Os Estados Unidos e o Irã estão em discussões para realizar uma segunda rodada de conversas de paz no Paquistão, com a possibilidade de que as negociações ocorram em Islamabad.
A capital paquistanesa sediou a primeira rodada de negociações diretas entre as delegações dos EUA e do Irã no fim de semana anterior, marcando o primeiro engajamento diplomático de alto nível entre os dois países em décadas.

Apoio internacional e diplomacia
O Ministro das Relações Exteriores da China, Wang Yi, expressou o apoio de Pequim à manutenção do cessar-fogo e das conversas de paz. Wang enfatizou que a segurança soberana do Irã e seus direitos legítimos devem ser respeitados, assim como a liberdade de navegação e segurança no Estreito de Hormuz.
O Paquistão tem atuado ativamente para facilitar a retomada das negociações. O Primeiro-Ministro Shehbaz Sharif viajou para a Arábia Saudita, Catar e Turquia para discutir a situação no oriente médio. O Chefe do Exército do Paquistão, Asim Munir, também visitou Teerã com o objetivo de reduzir as divergências entre Irã e EUA.
Impactos econômicos e sanções
O Fundo Monetário Internacional (FMI) alertou para os impactos negativos dos altos preços do petróleo, decorrentes do conflito entre EUA e Irã, na economia global. A diretora-gerente do FMI, Kristalina Georgieva, advertiu que o mundo deve se preparar para tempos difíceis se o conflito persistir, com riscos de inflação também afetando os preços dos alimentos.
O Secretário do Tesouro dos EUA, Scott Bessent, declarou que o departamento está se preparando para introduzir novas sanções secundárias contra bancos que negociam com o Irã ou compram seu Petróleo. Bessent expressou otimismo quanto à possibilidade de os preços da gasolina retornarem a US$ 3 o galão entre junho e setembro.

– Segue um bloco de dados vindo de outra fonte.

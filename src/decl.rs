//! Declaration tree emitted by the module generators
//!
//! A small, language-shaped IR: types, fields, methods and statements whose
//! expressions are [`Code`] fragments. Type references stay structured so
//! the renderer can manage imports.

use crate::model::{Access, Modifier, TypeKind};
use crate::types::{TypeName, TypeVar};
use std::fmt;

/// A piece of an expression
#[derive(Debug, Clone, PartialEq)]
pub enum Fragment {
    Text(String),
    Type(TypeName),
}

impl From<&str> for Fragment {
    fn from(s: &str) -> Self {
        Fragment::Text(s.to_string())
    }
}

impl From<String> for Fragment {
    fn from(s: String) -> Self {
        Fragment::Text(s)
    }
}

impl From<&String> for Fragment {
    fn from(s: &String) -> Self {
        Fragment::Text(s.clone())
    }
}

impl From<TypeName> for Fragment {
    fn from(t: TypeName) -> Self {
        Fragment::Type(t)
    }
}

impl From<&TypeName> for Fragment {
    fn from(t: &TypeName) -> Self {
        Fragment::Type(t.clone())
    }
}

/// An expression: text interleaved with type references
#[derive(Debug, Clone, Default, PartialEq)]
pub struct Code(pub Vec<Fragment>);

/// Build a [`Code`] from strings and type names
///
/// ```
/// use stepgen::code;
/// use stepgen::types::TypeName;
/// let c = code!["new ", TypeName::java_util("ArrayList"), "<>()"];
/// assert_eq!(c.to_string(), "new ArrayList<>()");
/// ```
#[macro_export]
macro_rules! code {
    ($($part:expr),* $(,)?) => {
        $crate::decl::Code(vec![$($crate::decl::Fragment::from($part)),*])
    };
}

impl Code {
    /// Join codes with a separator, e.g. argument lists
    pub fn join(parts: impl IntoIterator<Item = Code>, sep: &str) -> Code {
        let mut out = Vec::new();
        for (i, part) in parts.into_iter().enumerate() {
            if i > 0 {
                out.push(Fragment::from(sep));
            }
            out.extend(part.0);
        }
        Code(out)
    }

    pub fn then(mut self, other: Code) -> Code {
        self.0.extend(other.0);
        self
    }
}

impl fmt::Display for Code {
    fn fmt(&self, f: &mut fmt::Formatter<'_>) -> fmt::Result {
        for fragment in &self.0 {
            match fragment {
                Fragment::Text(s) => f.write_str(s)?,
                Fragment::Type(t) => write!(f, "{}", t)?,
            }
        }
        Ok(())
    }
}

/// A statement in a method body
#[derive(Debug, Clone, PartialEq)]
pub enum Stmt {
    /// `code;`
    Expr(Code),
    /// `return code;`
    Return(Code),
    If {
        cond: Code,
        then: Vec<Stmt>,
    },
    ForEach {
        var_type: TypeName,
        var: String,
        iterable: Code,
        body: Vec<Stmt>,
    },
}

impl Stmt {
    /// `if (name == null) throw new NullPointerException("name");`
    pub fn null_guard(value: Code, name: &str) -> Stmt {
        Stmt::If {
            cond: value.then(code![" == null"]),
            then: vec![Stmt::Expr(code![
                "throw new ",
                TypeName::java_lang("NullPointerException"),
                format!("(\"{}\")", name),
            ])],
        }
    }

    /// `target = value;`
    pub fn assign(target: impl Into<String>, value: Code) -> Stmt {
        Stmt::Expr(code![format!("{} = ", target.into())].then(value))
    }
}

/// A method parameter
#[derive(Debug, Clone, PartialEq)]
pub struct ParamSpec {
    pub name: String,
    pub ty: TypeName,
}

impl ParamSpec {
    pub fn new(name: impl Into<String>, ty: TypeName) -> Self {
        Self {
            name: name.into(),
            ty,
        }
    }
}

/// A field
#[derive(Debug, Clone, PartialEq)]
pub struct FieldSpec {
    pub name: String,
    pub ty: TypeName,
    pub modifiers: Vec<Modifier>,
    pub init: Option<Code>,
}

impl FieldSpec {
    pub fn new(name: impl Into<String>, ty: TypeName, modifiers: &[Modifier]) -> Self {
        Self {
            name: name.into(),
            ty,
            modifiers: modifiers.to_vec(),
            init: None,
        }
    }

    pub fn with_init(mut self, init: Code) -> Self {
        self.init = Some(init);
        self
    }
}

/// A constructor or method
#[derive(Debug, Clone, PartialEq)]
pub struct MethodSpec {
    pub name: String,
    pub constructor: bool,
    pub modifiers: Vec<Modifier>,
    pub is_override: bool,
    pub type_params: Vec<TypeVar>,
    pub returns: TypeName,
    pub params: Vec<ParamSpec>,
    pub throws: Vec<TypeName>,
    /// `None` for abstract and interface methods
    pub body: Option<Vec<Stmt>>,
}

impl MethodSpec {
    pub fn method(name: impl Into<String>, returns: TypeName) -> Self {
        Self {
            name: name.into(),
            constructor: false,
            modifiers: Vec::new(),
            is_override: false,
            type_params: Vec::new(),
            returns,
            params: Vec::new(),
            throws: Vec::new(),
            body: Some(Vec::new()),
        }
    }

    pub fn constructor(class: &str) -> Self {
        Self {
            constructor: true,
            ..Self::method(class, TypeName::Void)
        }
    }

    /// Interface method without body
    pub fn abstract_method(name: impl Into<String>, returns: TypeName) -> Self {
        Self {
            body: None,
            ..Self::method(name, returns)
        }
    }

    pub fn modifiers(mut self, modifiers: &[Modifier]) -> Self {
        self.modifiers = modifiers.to_vec();
        self
    }

    pub fn overriding(mut self) -> Self {
        self.is_override = true;
        self
    }

    pub fn type_params(mut self, vars: Vec<TypeVar>) -> Self {
        self.type_params = vars;
        self
    }

    pub fn param(mut self, name: impl Into<String>, ty: TypeName) -> Self {
        self.params.push(ParamSpec::new(name, ty));
        self
    }

    pub fn throws(mut self, throws: &[TypeName]) -> Self {
        self.throws = throws.to_vec();
        self
    }

    pub fn body(mut self, body: Vec<Stmt>) -> Self {
        self.body = Some(body);
        self
    }
}

/// A class or interface
#[derive(Debug, Clone, PartialEq)]
pub struct TypeSpec {
    pub name: String,
    pub kind: TypeKind,
    pub modifiers: Vec<Modifier>,
    pub type_params: Vec<TypeVar>,
    pub implements: Vec<TypeName>,
    pub fields: Vec<FieldSpec>,
    pub methods: Vec<MethodSpec>,
    pub types: Vec<TypeSpec>,
}

impl TypeSpec {
    pub fn class(name: impl Into<String>, modifiers: &[Modifier]) -> Self {
        Self {
            name: name.into(),
            kind: TypeKind::Class,
            modifiers: modifiers.to_vec(),
            type_params: Vec::new(),
            implements: Vec::new(),
            fields: Vec::new(),
            methods: Vec::new(),
            types: Vec::new(),
        }
    }

    pub fn interface(name: impl Into<String>, modifiers: &[Modifier]) -> Self {
        Self {
            kind: TypeKind::Interface,
            ..Self::class(name, modifiers)
        }
    }

    pub fn method(&self, name: &str) -> Option<&MethodSpec> {
        self.methods.iter().find(|m| m.name == name && !m.constructor)
    }

    pub fn nested(&self, name: &str) -> Option<&TypeSpec> {
        self.types.iter().find(|t| t.name == name)
    }

    pub fn field(&self, name: &str) -> Option<&FieldSpec> {
        self.fields.iter().find(|f| f.name == name)
    }
}

/// Visibility modifiers for an access level
pub fn access_modifiers(access: Access) -> Vec<Modifier> {
    match access {
        Access::Public => vec![Modifier::Public],
        Access::Package => Vec::new(),
    }
}

/// `access` plus `extra`
pub fn with_access(access: Access, extra: &[Modifier]) -> Vec<Modifier> {
    let mut out = access_modifiers(access);
    out.extend_from_slice(extra);
    out
}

Tensões nucleares e regionais
O Kremlin informou que os Estados Unidos rejeitaram uma proposta russa para controlar o urânio enriquecido do Irã e convertê-lo em combustível para reatores civis, como forma de aliviar as tensões em torno do programa nuclear iraniano.
Israel continua suas operações militares no Líbano, com o objetivo de neutralizar o Hezbollah. O Primeiro-Ministro Benjamin Netanyahu afirmou que as operações continuarão, apesar da pressão internacional para um cessar-fogo e diálogo.